Problem to work on :: In this exercise, the entries below are to be transcribed exactly, line by line.

Data to use ::
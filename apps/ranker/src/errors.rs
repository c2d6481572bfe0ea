use axum::{
    http::StatusCode,
    response::{IntoResponse, Response},
    Json,
};
use serde_json::json;
use thiserror::Error;

use crate::embedding::EmbeddingError;

/// Application-level error type.
/// Implements `IntoResponse` so Axum handlers can return `Result<T, AppError>`.
#[derive(Debug, Error)]
pub enum AppError {
    #[error("Not found: {0}")]
    NotFound(String),

    #[error("Validation error: {0}")]
    Validation(String),

    #[error("Embedding error: {0}")]
    Embedding(#[from] EmbeddingError),

    #[error("Storage error: {0}")]
    Storage(#[from] std::io::Error),

    #[error("Internal server error: {0}")]
    Internal(#[from] anyhow::Error),
}

impl IntoResponse for AppError {
    fn into_response(self) -> Response {
        let (status, code, message) = match &self {
            AppError::NotFound(msg) => (StatusCode::NOT_FOUND, "NOT_FOUND", msg.clone()),
            AppError::Validation(msg) => (StatusCode::BAD_REQUEST, "VALIDATION_ERROR", msg.clone()),
            AppError::Embedding(e) => {
                tracing::error!("Embedding error: {e}");
                (
                    StatusCode::INTERNAL_SERVER_ERROR,
                    "EMBEDDING_ERROR",
                    e.to_string(),
                )
            }
            AppError::Storage(e) => {
                tracing::error!("Storage error: {e}");
                (
                    StatusCode::INTERNAL_SERVER_ERROR,
                    "STORAGE_ERROR",
                    "A file storage error occurred".to_string(),
                )
            }
            AppError::Internal(e) => {
                tracing::error!("Internal error: {e:?}");
                (
                    StatusCode::INTERNAL_SERVER_ERROR,
                    "INTERNAL_ERROR",
                    e.to_string(),
                )
            }
        };

        // `detail` is what the browser client reads; `error` matches the rest of the API.
        let body = Json(json!({
            "detail": message,
            "error": {
                "code": code,
                "message": message
            }
        }));

        (status, body).into_response()
    }
}

#[cfg(test)]
mod tests {
    use super::*;

    #[test]
    fn test_validation_maps_to_bad_request() {
        let response = AppError::Validation("Job description cannot be empty".into()).into_response();
        assert_eq!(response.status(), StatusCode::BAD_REQUEST);
    }

    #[test]
    fn test_not_found_maps_to_404() {
        let response = AppError::NotFound("File not found".into()).into_response();
        assert_eq!(response.status(), StatusCode::NOT_FOUND);
    }

    #[test]
    fn test_embedding_failure_is_server_error() {
        let response =
            AppError::from(EmbeddingError::Inference("shape mismatch".into())).into_response();
        assert_eq!(response.status(), StatusCode::INTERNAL_SERVER_ERROR);
    }

    #[tokio::test]
    async fn test_body_carries_detail_and_code() {
        let response = AppError::Validation("bad threshold".into()).into_response();
        let bytes = axum::body::to_bytes(response.into_body(), usize::MAX)
            .await
            .unwrap();
        let body: serde_json::Value = serde_json::from_slice(&bytes).unwrap();
        assert_eq!(body["detail"], "bad threshold");
        assert_eq!(body["error"]["code"], "VALIDATION_ERROR");
    }
}
use std::path::PathBuf;
use std::str::FromStr;

use anyhow::{Context, Result};

pub const DEFAULT_MODEL_ID: &str = "sentence-transformers/all-MiniLM-L6-v2";

/// Application configuration loaded from environment variables.
/// Every setting has a default; only malformed values fail startup.
#[derive(Debug, Clone)]
pub struct Config {
    pub port: u16,
    pub rust_log: String,
    pub csv_path: PathBuf,
    pub index_path: PathBuf,
    pub metadata_path: PathBuf,
    pub uploads_dir: PathBuf,
    pub static_dir: PathBuf,
    pub templates_dir: PathBuf,
    pub model_id: String,
    pub embedding_batch_size: usize,
    pub csv_top_k: usize,
    pub max_upload_bytes: usize,
}

impl Config {
    pub fn from_env() -> Result<Self> {
        dotenvy::dotenv().ok(); // load .env if present; ignore if missing

        let max_upload_mb: usize = parse_env("MAX_UPLOAD_MB", 50)?;

        Ok(Config {
            port: parse_env("PORT", 8080)?,
            rust_log: std::env::var("RUST_LOG").unwrap_or_else(|_| "info".to_string()),
            csv_path: path_env("RESUME_CSV_PATH", "Resume.csv"),
            index_path: path_env("INDEX_PATH", "resume_index.bin"),
            metadata_path: path_env("METADATA_PATH", "resume_metadata.bin"),
            uploads_dir: path_env("UPLOADS_DIR", "uploads"),
            static_dir: path_env("STATIC_DIR", "static"),
            templates_dir: path_env("TEMPLATES_DIR", "templates"),
            model_id: std::env::var("EMBEDDING_MODEL_ID")
                .unwrap_or_else(|_| DEFAULT_MODEL_ID.to_string()),
            embedding_batch_size: parse_env::<usize>("EMBEDDING_BATCH_SIZE", 32)?.max(1),
            csv_top_k: parse_env("CSV_TOP_K", 10)?,
            max_upload_bytes: max_upload_mb * 1024 * 1024,
        })
    }
}

fn path_env(key: &str, default: &str) -> PathBuf {
    std::env::var(key)
        .map(PathBuf::from)
        .unwrap_or_else(|_| PathBuf::from(default))
}

fn parse_env<T>(key: &str, default: T) -> Result<T>
where
    T: FromStr,
    T::Err: std::error::Error + Send + Sync + 'static,
{
    match std::env::var(key) {
        Ok(raw) => raw
            .trim()
            .parse::<T>()
            .with_context(|| format!("Environment variable '{key}' has an invalid value: {raw}")),
        Err(_) => Ok(default),
    }
}

#[cfg(test)]
impl Config {
    /// Configuration rooted in a scratch directory, for tests.
    pub fn for_tests(root: &std::path::Path) -> Self {
        Config {
            port: 0,
            rust_log: "debug".to_string(),
            csv_path: root.join("Resume.csv"),
            index_path: root.join("resume_index.bin"),
            metadata_path: root.join("resume_metadata.bin"),
            uploads_dir: root.join("uploads"),
            static_dir: root.join("static"),
            templates_dir: root.join("templates"),
            model_id: "test-embedder".to_string(),
            embedding_batch_size: 2,
            csv_top_k: 10,
            max_upload_bytes: 1024 * 1024,
        }
    }
}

Answer for the task ::
filename apps/ranker/src/errors.rs
repository c2d6481572bfe0ea
use axum::{
    http::StatusCode,
    response::{IntoResponse, Response},
    Json,
};
use serde_json::json;
use thiserror::Error;

use crate::embedding::EmbeddingError;

/// Application-level error type.
/// Implements `IntoResponse` so Axum handlers can return `Result<T, AppError>`.
#[derive(Debug, Error)]
pub enum AppError {
    #[error("Not found: {0}")]
    NotFound(String),

    #[error("Validation error: {0}")]
    Validation(String),

    #[error("Embedding error: {0}")]
    Embedding(#[from] EmbeddingError),

    #[error("Storage error: {0}")]
    Storage(#[from] std::io::Error),

    #[error("Internal server error: {0}")]
    Internal(#[from] anyhow::Error),
}

impl IntoResponse for AppError {
    fn into_response(self) -> Response {
        let (status, code, message) = match &self {
            AppError::NotFound(msg) => (StatusCode::NOT_FOUND, "NOT_FOUND", msg.clone()),
            AppError::Validation(msg) => (StatusCode::BAD_REQUEST, "VALIDATION_ERROR", msg.clone()),
            AppError::Embedding(e) => {
                tracing::error!("Embedding error: {e}");
                (
                    StatusCode::INTERNAL_SERVER_ERROR,
                    "EMBEDDING_ERROR",
                    e.to_string(),
                )
            }
            AppError::Storage(e) => {
                tracing::error!("Storage error: {e}");
                (
                    StatusCode::INTERNAL_SERVER_ERROR,
                    "STORAGE_ERROR",
                    "A file storage error occurred".to_string(),
                )
            }
            AppError::Internal(e) => {
                tracing::error!("Internal error: {e:?}");
                (
                    StatusCode::INTERNAL_SERVER_ERROR,
                    "INTERNAL_ERROR",
                    e.to_string(),
                )
            }
        };

        // `detail` is what the browser client reads; `error` matches the rest of the API.
        let body = Json(json!({
            "detail": message,
            "error": {
                "code": code,
                "message": message
            }
        }));

        (status, body).into_response()
    }
}

#[cfg(test)]
mod tests {
    use super::*;

    #[test]
    fn test_validation_maps_to_bad_request() {
        let response = AppError::Validation("Job description cannot be empty".into()).into_response();
        assert_eq!(response.status(), StatusCode::BAD_REQUEST);
    }

    #[test]
    fn test_not_found_maps_to_404() {
        let response = AppError::NotFound("File not found".into()).into_response();
        assert_eq!(response.status(), StatusCode::NOT_FOUND);
    }

    #[test]
    fn test_embedding_failure_is_server_error() {
        let response =
            AppError::from(EmbeddingError::Inference("shape mismatch".into())).into_response();
        assert_eq!(response.status(), StatusCode::INTERNAL_SERVER_ERROR);
    }

    #[tokio::test]
    async fn test_body_carries_detail_and_code() {
        let response = AppError::Validation("bad threshold".into()).into_response();
        let bytes = axum::body::to_bytes(response.into_body(), usize::MAX)
            .await
            .unwrap();
        let body: serde_json::Value = serde_json::from_slice(&bytes).unwrap();
        assert_eq!(body["detail"], "bad threshold");
        assert_eq!(body["error"]["code"], "VALIDATION_ERROR");
    }
}
use std::path::PathBuf;
use std::str::FromStr;

use anyhow::{Context, Result};

pub const DEFAULT_MODEL_ID: &str = "sentence-transformers/all-MiniLM-L6-v2";

/// Application configuration loaded from environment variables.
/// Every setting has a default; only malformed values fail startup.
#[derive(Debug, Clone)]
pub struct Config {
    pub port: u16,
    pub rust_log: String,
    pub csv_path: PathBuf,
    pub index_path: PathBuf,
    pub metadata_path: PathBuf,
    pub uploads_dir: PathBuf,
    pub static_dir: PathBuf,
    pub templates_dir: PathBuf,
    pub model_id: String,
    pub embedding_batch_size: usize,
    pub csv_top_k: usize,
    pub max_upload_bytes: usize,
}

impl Config {
    pub fn from_env() -> Result<Self> {
        dotenvy::dotenv().ok(); // load .env if present; ignore if missing

        let max_upload_mb: usize = parse_env("MAX_UPLOAD_MB", 50)?;

        Ok(Config {
            port: parse_env("PORT", 8080)?,
            rust_log: std::env::var("RUST_LOG").unwrap_or_else(|_| "info".to_string()),
            csv_path: path_env("RESUME_CSV_PATH", "Resume.csv"),
            index_path: path_env("INDEX_PATH", "resume_index.bin"),
            metadata_path: path_env("METADATA_PATH", "resume_metadata.bin"),
            uploads_dir: path_env("UPLOADS_DIR", "uploads"),
            static_dir: path_env("STATIC_DIR", "static"),
            templates_dir: path_env("TEMPLATES_DIR", "templates"),
            model_id: std::env::var("EMBEDDING_MODEL_ID")
                .unwrap_or_else(|_| DEFAULT_MODEL_ID.to_string()),
            embedding_batch_size: parse_env::<usize>("EMBEDDING_BATCH_SIZE", 32)?.max(1),
            csv_top_k: parse_env("CSV_TOP_K", 10)?,
            max_upload_bytes: max_upload_mb * 1024 * 1024,
        })
    }
}

fn path_env(key: &str, default: &str) -> PathBuf {
    std::env::var(key)
        .map(PathBuf::from)
        .unwrap_or_else(|_| PathBuf::from(default))
}

fn parse_env<T>(key: &str, default: T) -> Result<T>
where
    T: FromStr,
    T::Err: std::error::Error + Send + Sync + 'static,
{
    match std::env::var(key) {
        Ok(raw) => raw
            .trim()
            .parse::<T>()
            .with_context(|| format!("Environment variable '{key}' has an invalid value: {raw}")),
        Err(_) => Ok(default),
    }
}

#[cfg(test)]
impl Config {
    /// Configuration rooted in a scratch directory, for tests.
    pub fn for_tests(root: &std::path::Path) -> Self {
        Config {
            port: 0,
            rust_log: "debug".to_string(),
            csv_path: root.join("Resume.csv"),
            index_path: root.join("resume_index.bin"),
            metadata_path: root.join("resume_metadata.bin"),
            uploads_dir: root.join("uploads"),
            static_dir: root.join("static"),
            templates_dir: root.join("templates"),
            model_id: "test-embedder".to_string(),
            embedding_batch_size: 2,
            csv_top_k: 10,
            max_upload_bytes: 1024 * 1024,
        }
    }
}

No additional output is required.